You're in for a real treat if you're getting a cheap album or, better yet, you get to do the album yourself. You know places like Shutterfly are great. How could they sell products for so cheap if they weren't good? You can spend hours in front of the computer designing your own album until your eyes hurt and your wrist is numb, and you can get all sorts of stuff for cheap, even books. Just throw it together. Who cares? Sure the pages are flimsy and start falling out right away or the color is off, but that's life. You're getting married to save money, and the wedding day isn't something you want to waste time relishing later in prints or wall art. As long as the food and decorations are right, everyone will remember every detail of the wedding and reception, even decades from now, album or no album. Besides, nobody will care 30 years from now that you even got married, let alone that the pictures look the same as everyone's family reunion. It's just not a vital part of your family story. This isn't something you'll ever want to take out and show the family. Digital is the way to go anyway. Thirty years from now the grand kids can just find the files scattered across three or four decades of devices and go make their own album. It's just a wedding.

Congratulations, you've just learned how to easily save $1,500 or more by not hiring a professional. And think of all the neat stuff you can get for that -- a new TV, a new laptop, some bling or maybe a video game system or some kitchen equipment, maybe even two mortgage payments -- you know, stuff that you'll hold dear to your heart when you're 75. The experience won't be what you really wanted -- let's face it, it'll be a disappointment -- but that's a small price to pay so your special friend/relative could shoot your wedding, saving you money that you could never earn again. You'll be grateful just to have some foggy record of the day and, more importantly, a fond memory of the money you saved.

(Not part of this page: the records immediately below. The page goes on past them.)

//! Roles, the personas that decide which tabs, widgets and permissions
//! a console session sees.

pub mod types;

pub use types::{ActiveRole, Role};
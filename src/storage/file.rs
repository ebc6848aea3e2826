//! File-backed store: one JSON object mapping keys to string values.

use std::collections::BTreeMap;
use std::ffi::OsString;
use std::fs;
use std::io::ErrorKind;
use std::path::{Path, PathBuf};

use parking_lot::Mutex;
use tracing::{debug, warn};

use super::KeyValueStore;
use crate::error::{Error, Result};

/// JSON file store.
///
/// The file is re-read on every access so edits made by another process
/// between commands are picked up. Mutations rewrite the whole file via a
/// sibling temp file and rename.
#[derive(Debug)]
pub struct JsonFileStore {
    path: PathBuf,
    // Serializes read-modify-write within this process.
    write_lock: Mutex<()>,
}

impl JsonFileStore {
    pub fn new(path: impl Into<PathBuf>) -> Self {
        Self {
            path: path.into(),
            write_lock: Mutex::new(()),
        }
    }

    pub fn path(&self) -> &Path {
        &self.path
    }

    fn load(&self) -> Result<BTreeMap<String, String>> {
        let content = match fs::read_to_string(&self.path) {
            Ok(content) => content,
            Err(e) if e.kind() == ErrorKind::NotFound => return Ok(BTreeMap::new()),
            Err(source) => {
                return Err(Error::StorageRead {
                    path: self.path.clone(),
                    source,
                })
            }
        };
        if content.trim().is_empty() {
            return Ok(BTreeMap::new());
        }
        serde_json::from_str(&content).map_err(|e| Error::CorruptStore {
            path: self.path.clone(),
            message: e.to_string(),
        })
    }

    /// `<store file>.<suffix>` next to the store file.
    fn sibling(&self, suffix: &str) -> PathBuf {
        let mut name = self
            .path
            .file_name()
            .map(OsString::from)
            .unwrap_or_else(|| OsString::from("store"));
        name.push(".");
        name.push(suffix);
        self.path.with_file_name(name)
    }

    fn save(&self, entries: &BTreeMap<String, String>) -> Result<()> {
        if let Some(parent) = self.path.parent() {
            if !parent.as_os_str().is_empty() && !parent.exists() {
                fs::create_dir_all(parent).map_err(|source| Error::StorageWrite {
                    path: parent.to_path_buf(),
                    source,
                })?;
                debug!(path = %parent.display(), "Created store directory");
            }
        }

        let tmp = self.sibling("tmp");
        let json = serde_json::to_string_pretty(entries)?;
        fs::write(&tmp, json).map_err(|source| Error::StorageWrite {
            path: tmp.clone(),
            source,
        })?;
        fs::rename(&tmp, &self.path).map_err(|source| Error::StorageWrite {
            path: self.path.clone(),
            source,
        })
    }
}

impl KeyValueStore for JsonFileStore {
    fn get(&self, key: &str) -> Result<Option<String>> {
        Ok(self.load()?.remove(key))
    }

    fn set(&self, key: &str, value: &str) -> Result<()> {
        let _guard = self.write_lock.lock();
        let mut entries = self.load()?;
        entries.insert(key.to_string(), value.to_string());
        self.save(&entries)
    }

    fn remove(&self, key: &str) -> Result<()> {
        let _guard = self.write_lock.lock();
        let mut entries = self.load()?;
        if entries.remove(key).is_some() {
            self.save(&entries)?;
        }
        Ok(())
    }

    fn keys(&self) -> Result<Vec<String>> {
        Ok(self.load()?.into_keys().collect())
    }

    /// Move an unparseable store file to `<file>.corrupt` so the next
    /// access starts from an empty store.
    fn repair(&self) -> Result<bool> {
        let _guard = self.write_lock.lock();
        match self.load() {
            Err(Error::CorruptStore { message, .. }) => {
                let aside = self.sibling("corrupt");
                fs::rename(&self.path, &aside).map_err(|source| Error::StorageWrite {
                    path: aside.clone(),
                    source,
                })?;
                warn!(
                    path = %self.path.display(),
                    moved_to = %aside.display(),
                    error = %message,
                    "Store file was unreadable and has been set aside"
                );
                Ok(true)
            }
            Err(e) => Err(e),
            Ok(_) => Ok(false),
        }
    }
}
//! Logging infrastructure using tracing + tracing-subscriber
//!
//! Console output goes to stderr so command output on stdout stays
//! parseable. Optional rolling file output and JSON format; `RUST_LOG`
//! still applies per module.

use std::fs;
use std::path::Path;

use tracing::Level;
use tracing_appender::non_blocking::WorkerGuard;
use tracing_appender::rolling::{RollingFileAppender, Rotation};
use tracing_subscriber::layer::SubscriberExt;
use tracing_subscriber::util::SubscriberInitExt;
use tracing_subscriber::{fmt, EnvFilter, Layer};

use crate::config::LoggingSettings;
use crate::error::{Error, Result};

/// Keeps the non-blocking file writer alive; logs are flushed on drop.
pub struct LogGuards {
    _file_guard: Option<WorkerGuard>,
}

/// Initialize the logging system
pub fn init_logging(settings: &LoggingSettings, verbose: u8, quiet: bool) -> Result<LogGuards> {
    let level = determine_level(settings, verbose, quiet);
    let env_filter = build_env_filter(level)?;
    let console_layer = build_console_layer(settings.json_format);

    let (file_layer, file_guard) = match settings.file {
        Some(ref log_file) => {
            let (layer, guard) = build_file_layer(log_file, settings.max_files, settings.json_format)?;
            (Some(layer), Some(guard))
        }
        None => (None, None),
    };

    tracing_subscriber::registry()
        .with(env_filter)
        .with(console_layer)
        .with(file_layer)
        .try_init()
        .map_err(|e| Error::Config(format!("Failed to initialize logging: {}", e)))?;

    tracing::debug!(
        level = %level,
        file = ?settings.file,
        json = settings.json_format,
        "Logging initialized"
    );

    Ok(LogGuards {
        _file_guard: file_guard,
    })
}

/// Determine the effective log level based on settings and CLI flags
fn determine_level(settings: &LoggingSettings, verbose: u8, quiet: bool) -> Level {
    if quiet {
        return Level::ERROR;
    }

    match verbose {
        0 => parse_level(&settings.level),
        1 => Level::DEBUG,
        _ => Level::TRACE,
    }
}

fn parse_level(level_str: &str) -> Level {
    match level_str.to_lowercase().as_str() {
        "trace" => Level::TRACE,
        "debug" => Level::DEBUG,
        "info" => Level::INFO,
        "warn" | "warning" => Level::WARN,
        "error" => Level::ERROR,
        _ => Level::WARN,
    }
}

/// Base level from the CLI, with RUST_LOG allowed to refine it
fn build_env_filter(level: Level) -> Result<EnvFilter> {
    let base = level.to_string().to_lowercase();
    let directive = format!("hris_admin={}", base)
        .parse()
        .map_err(|e| Error::Config(format!("Invalid log directive: {}", e)))?;

    Ok(EnvFilter::try_from_default_env()
        .unwrap_or_else(|_| EnvFilter::new(&base))
        .add_directive(directive))
}

fn build_console_layer<S>(json_format: bool) -> Box<dyn Layer<S> + Send + Sync>
where
    S: tracing::Subscriber + for<'a> tracing_subscriber::registry::LookupSpan<'a>,
{
    if json_format {
        Box::new(
            fmt::layer()
                .json()
                .with_writer(std::io::stderr)
                .with_target(true)
                .with_file(true)
                .with_line_number(true),
        )
    } else {
        Box::new(
            fmt::layer()
                .with_writer(std::io::stderr)
                .with_target(false)
                .compact(),
        )
    }
}

/// Daily-rotated file layer
fn build_file_layer<S>(
    log_file: &str,
    max_files: u32,
    json_format: bool,
) -> Result<(Box<dyn Layer<S> + Send + Sync>, WorkerGuard)>
where
    S: tracing::Subscriber + for<'a> tracing_subscriber::registry::LookupSpan<'a>,
{
    let path = Path::new(log_file);

    if let Some(parent) = path.parent() {
        fs::create_dir_all(parent).map_err(|e| {
            Error::Config(format!(
                "Failed to create log directory '{}': {}",
                parent.display(),
                e
            ))
        })?;
    }

    let directory = path.parent().unwrap_or(Path::new("."));
    let file_name = path
        .file_name()
        .and_then(|n| n.to_str())
        .unwrap_or("hris-admin.log");

    let file_appender = RollingFileAppender::builder()
        .rotation(Rotation::DAILY)
        .filename_prefix(file_name)
        .max_log_files(max_files.max(1) as usize)
        .build(directory)
        .map_err(|e| Error::Config(format!("Failed to create log file appender: {}", e)))?;

    let (non_blocking, guard) = tracing_appender::non_blocking(file_appender);

    let layer: Box<dyn Layer<S> + Send + Sync> = if json_format {
        Box::new(
            fmt::layer()
                .json()
                .with_writer(non_blocking)
                .with_target(true)
                .with_ansi(false),
        )
    } else {
        Box::new(
            fmt::layer()
                .with_writer(non_blocking)
                .with_target(true)
                .with_ansi(false),
        )
    };

    Ok((layer, guard))
}

/// Minimal stderr logging for commands that skip app config
pub fn init_simple(level: Level) -> Result<()> {
    let filter = EnvFilter::from_default_env().add_directive(level.into());

    tracing_subscriber::registry()
        .with(filter)
        .with(fmt::layer().with_writer(std::io::stderr).compact())
        .try_init()
        .map_err(|e| Error::Config(format!("Failed to initialize logging: {}", e)))
}

#[cfg(test)]
mod tests {
    use super::*;
    use tempfile::TempDir;

    #[test]
    fn test_parse_level() {
        assert_eq!(parse_level("TRACE"), Level::TRACE);
        assert_eq!(parse_level("warning"), Level::WARN);
        assert_eq!(parse_level("error"), Level::ERROR);
        assert_eq!(parse_level("invalid"), Level::WARN);
    }

    #[test]
    fn test_determine_level() {
        let settings = LoggingSettings::default();
        assert_eq!(determine_level(&settings, 0, true), Level::ERROR);
        assert_eq!(determine_level(&settings, 0, false), Level::WARN);
        assert_eq!(determine_level(&settings, 1, false), Level::DEBUG);
        assert_eq!(determine_level(&settings, 2, false), Level::TRACE);
    }

    #[test]
    fn test_build_env_filter() {
        assert!(build_env_filter(Level::INFO).is_ok());
    }

    #[test]
    fn test_file_layer_creates_directory() {
        let temp_dir = TempDir::new().unwrap();
        let log_path = temp_dir.path().join("logs").join("admin.log");

        let result = build_file_layer::<tracing_subscriber::Registry>(
            log_path.to_str().unwrap(),
            3,
            false,
        );

        assert!(result.is_ok());
        assert!(temp_dir.path().join("logs").exists());
    }
}
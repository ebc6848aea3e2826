//! HRIS admin console - command-line entry point.

use clap::Parser;
use tracing::{debug, info};

use hris_admin::cli::{Cli, Commands, ConfigSubcommand, LayoutSubcommand, RoleSubcommand};
use hris_admin::config::{self, AppConfig};
use hris_admin::dashboard::{DashboardView, LayoutDraft};
use hris_admin::error::{Error, Result};
use hris_admin::permissions::ALL_PERMISSIONS;
use hris_admin::{logging, version};
use hris_admin::{ActiveRole, ConfigStore, JsonFileStore, Role, WidgetCatalog};

fn main() {
    let cli = Cli::parse();
    if let Err(e) = run(cli) {
        debug!(error = %e.format_for_log(), "Command failed");
        eprint!("{}", e.format_for_terminal());
        std::process::exit(e.exit_code());
    }
}

/// Global options shared by every command that opens the store.
struct Console {
    config_path: Option<String>,
    verbose: u8,
    quiet: bool,
}

/// An opened store plus the logging guards that must outlive it.
struct Session {
    store: ConfigStore,
    _log_guards: logging::LogGuards,
}

impl Console {
    fn open(&self) -> Result<Session> {
        let app_config = AppConfig::load(self.config_path.as_deref())?;
        let log_guards = logging::init_logging(&app_config.logging, self.verbose, self.quiet)?;

        let store_path = app_config.store_path();
        debug!(path = %store_path.display(), "Opening store");
        let store = ConfigStore::new(Box::new(JsonFileStore::new(store_path)));
        store.orphaned_config_keys()?;

        Ok(Session {
            store,
            _log_guards: log_guards,
        })
    }
}

fn run(cli: Cli) -> Result<()> {
    let console = Console {
        config_path: cli.config,
        verbose: cli.verbose,
        quiet: cli.quiet,
    };
    let catalog = WidgetCatalog::new();

    match cli.command {
        Commands::Version => {
            version::print_version();
            Ok(())
        }
        Commands::Config { subcommand } => handle_config_command(&console, &catalog, subcommand),
        Commands::Role { subcommand } => handle_role_command(&console.open()?.store, subcommand),
        Commands::Layout { subcommand } => {
            handle_layout_command(&console.open()?.store, &catalog, subcommand)
        }
        Commands::Widgets { role } => show_widgets(&console.open()?.store, &catalog, role.as_deref()),
        Commands::Dashboard { json } => show_dashboard(&console.open()?.store, &catalog, json),
    }
}

/// Explicit `--role` (validated against the role set) or the active role.
fn resolve_role(store: &ConfigStore, role: Option<&str>) -> Result<ActiveRole> {
    match role {
        Some(name) => Ok(ActiveRole::Known(name.parse::<Role>()?)),
        None => store.current_role(),
    }
}

fn handle_config_command(
    console: &Console,
    catalog: &WidgetCatalog,
    subcommand: ConfigSubcommand,
) -> Result<()> {
    match subcommand {
        // These two work on the console config file and never open the store.
        ConfigSubcommand::Init { path, force } => {
            logging::init_simple(tracing::Level::WARN)?;
            let path = config::init_config(path.as_deref(), force)?;
            println!("Configuration file created: {}", path.display());
        }
        ConfigSubcommand::Validate => {
            logging::init_simple(tracing::Level::WARN)?;
            AppConfig::load(console.config_path.as_deref())?;
            println!("Configuration is valid.");
        }
        ConfigSubcommand::Show => {
            let config = console.open()?.store.read()?;
            println!("{}", serde_json::to_string_pretty(&config)?);
        }
        ConfigSubcommand::Reset => {
            console.open()?.store.reset()?;
            println!("System configuration reset to defaults.");
        }
        ConfigSubcommand::Set { key, value } => {
            let config = console
                .open()?
                .store
                .update(|cfg| cfg.settings.set(&key, &value))?;
            println!("{} = {}", key, config.settings.get(&key)?);
        }
        ConfigSubcommand::Tab { role, tab, state } => {
            let role: Role = role.parse()?;
            let tab = catalog.require_tab(&tab)?;
            console.open()?.store.update(|cfg| {
                cfg.role_config_mut(role)
                    .tabs
                    .insert(tab.id.to_string(), state.enabled());
                Ok(())
            })?;
            println!("{}: tab '{}' {}", role, tab.id, on_off(state.enabled()));
        }
        ConfigSubcommand::Widget { role, widget, state } => {
            let role: Role = role.parse()?;
            let widget = catalog.require(&widget)?;
            console.open()?.store.update(|cfg| {
                cfg.role_config_mut(role)
                    .widgets
                    .insert(widget.id.to_string(), state.enabled());
                Ok(())
            })?;
            println!("{}: widget '{}' {}", role, widget.id, on_off(state.enabled()));
        }
        ConfigSubcommand::Grant { role, permission } => {
            let role: Role = role.parse()?;
            check_permission_tag(&permission)?;
            let mut changed = false;
            console.open()?.store.update(|cfg| {
                changed = cfg.role_config_mut(role).grant(&permission);
                Ok(())
            })?;
            if changed {
                println!("{}: granted '{}'", role, permission);
            } else {
                println!("{}: already has '{}'", role, permission);
            }
        }
        ConfigSubcommand::Revoke { role, permission } => {
            let role: Role = role.parse()?;
            let mut changed = false;
            console.open()?.store.update(|cfg| {
                changed = cfg.role_config_mut(role).revoke(&permission);
                Ok(())
            })?;
            if changed {
                println!("{}: revoked '{}'", role, permission);
            } else {
                println!("{}: did not have '{}'", role, permission);
            }
        }
    }
    Ok(())
}

fn handle_role_command(store: &ConfigStore, subcommand: RoleSubcommand) -> Result<()> {
    match subcommand {
        RoleSubcommand::Show => match store.current_role()? {
            ActiveRole::Known(role) => println!("{} ({})", role, role.display_name()),
            ActiveRole::Unrecognized(name) => {
                println!("{} (unrecognized role, access restricted)", name)
            }
        },
        RoleSubcommand::Set { role } => {
            let role: Role = role.parse()?;
            store.set_current_role(role)?;
            println!("Active role: {}", role);
        }
        RoleSubcommand::List => {
            let active = store.current_role()?;
            for role in Role::all() {
                let marker = if active.role() == Some(*role) { "*" } else { " " };
                println!("{} {:<10} {}", marker, role.as_str(), role.display_name());
            }
        }
    }
    Ok(())
}

fn handle_layout_command(
    store: &ConfigStore,
    catalog: &WidgetCatalog,
    subcommand: LayoutSubcommand,
) -> Result<()> {
    match subcommand {
        LayoutSubcommand::Show { role } => {
            let role = resolve_role(store, role.as_deref())?;
            let layout = store.user_layout(role.as_str())?;
            println!("Layout for {}:", role);
            if layout.is_empty() {
                println!("  (empty)");
            }
            for (index, id) in layout.iter().enumerate() {
                match catalog.get(id) {
                    Some(widget) => println!("  {:>2}. {:<20} {}", index, id, widget.title),
                    None => println!("  {:>2}. {:<20} (not in catalog, hidden)", index, id),
                }
            }
        }
        LayoutSubcommand::Add { widget, role } => {
            let role = resolve_role(store, role.as_deref())?;
            let widget = catalog.require(&widget)?;
            let config = store.read()?;
            let mut draft = LayoutDraft::load(store, role.as_str())?;
            draft.add(&config, widget)?;
            draft.commit(store)?;
            info!(role = %role, widget = widget.id, "Widget added");
            println!("Added '{}' to {}'s dashboard.", widget.id, role);
        }
        LayoutSubcommand::Remove { widget, role } => {
            let role = resolve_role(store, role.as_deref())?;
            let mut draft = LayoutDraft::load(store, role.as_str())?;
            if draft.remove(&widget) {
                draft.commit(store)?;
                println!("Removed '{}' from {}'s dashboard.", widget, role);
            } else {
                println!("'{}' is not on {}'s dashboard.", widget, role);
            }
        }
        LayoutSubcommand::Move {
            widget,
            position,
            role,
        } => {
            let role = resolve_role(store, role.as_deref())?;
            let mut draft = LayoutDraft::load(store, role.as_str())?;
            draft.move_to(&widget, position)?;
            draft.commit(store)?;
            println!("Moved '{}' to position {}.", widget, position);
        }
        LayoutSubcommand::Reset { role } => {
            let role = resolve_role(store, role.as_deref())?;
            store.reset_user_layout(role.as_str())?;
            println!("Layout for {} reset to role defaults.", role);
        }
    }
    Ok(())
}

fn show_widgets(store: &ConfigStore, catalog: &WidgetCatalog, role: Option<&str>) -> Result<()> {
    let role = resolve_role(store, role)?;
    let config = store.read()?;
    let layout = store.user_layout(role.as_str())?;

    println!("Widgets for {}:", role);
    for widget in catalog.widgets() {
        let status = if layout.iter().any(|id| id == widget.id) {
            "placed"
        } else if config.is_permitted(role.as_str(), widget) {
            "available"
        } else {
            "locked"
        };
        println!(
            "  {:<20} {:<10} {:<16} {}",
            widget.id,
            status,
            widget.permission_req.unwrap_or("-"),
            widget.title
        );
    }
    Ok(())
}

fn show_dashboard(store: &ConfigStore, catalog: &WidgetCatalog, json: bool) -> Result<()> {
    let view = DashboardView::resolve(store, catalog)?;
    if json {
        println!("{}", serde_json::to_string_pretty(&view)?);
        return Ok(());
    }

    println!("Role: {}", view.role);
    if !view.recognized {
        println!("  (unrecognized role, access restricted)");
    }
    let tabs: Vec<&str> = view.tabs.iter().map(|t| t.label).collect();
    println!("Tabs: {}", if tabs.is_empty() { "(none)".to_string() } else { tabs.join(", ") });
    println!("Widgets:");
    for widget in &view.widgets {
        println!("  - {} [{}x{}]", widget.title, widget.min_w, widget.min_h);
    }
    if !view.addable.is_empty() {
        let addable: Vec<&str> = view.addable.iter().map(|w| w.id).collect();
        println!("Can add: {}", addable.join(", "));
    }
    Ok(())
}

fn check_permission_tag(tag: &str) -> Result<()> {
    if ALL_PERMISSIONS.contains(&tag) {
        return Ok(());
    }
    Err(Error::invalid_setting(
        "permission",
        tag,
        format!("expected one of {}", ALL_PERMISSIONS.join(", ")),
    ))
}

fn on_off(enabled: bool) -> &'static str {
    if enabled {
        "on"
    } else {
        "off"
    }
}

I'm being somewhat facetious on purpose of course, but very sentence I've written so far illustrates a real problem you will face if you choose to save money on wedding photography by not hiring a professional. Amateurs do not know the secrets of posing, lighting or storytelling that make wedding photography magic happen. All they know is hold the bride like a log and say "Cheese." I'm sure your buddy is a nice guy, but here's my real advice: If you're honestly in a situation where you can't afford good images, then you're better off not getting or expecting any images. Just focus on the day and remember it. But if you care at all about getting good wedding images, it's time to talk. I'm flexible, but even if you don't think you can afford it, maybe mom and dad and grandma and grandpa can. You can afford not to hire a professional, but can you afford to live with it?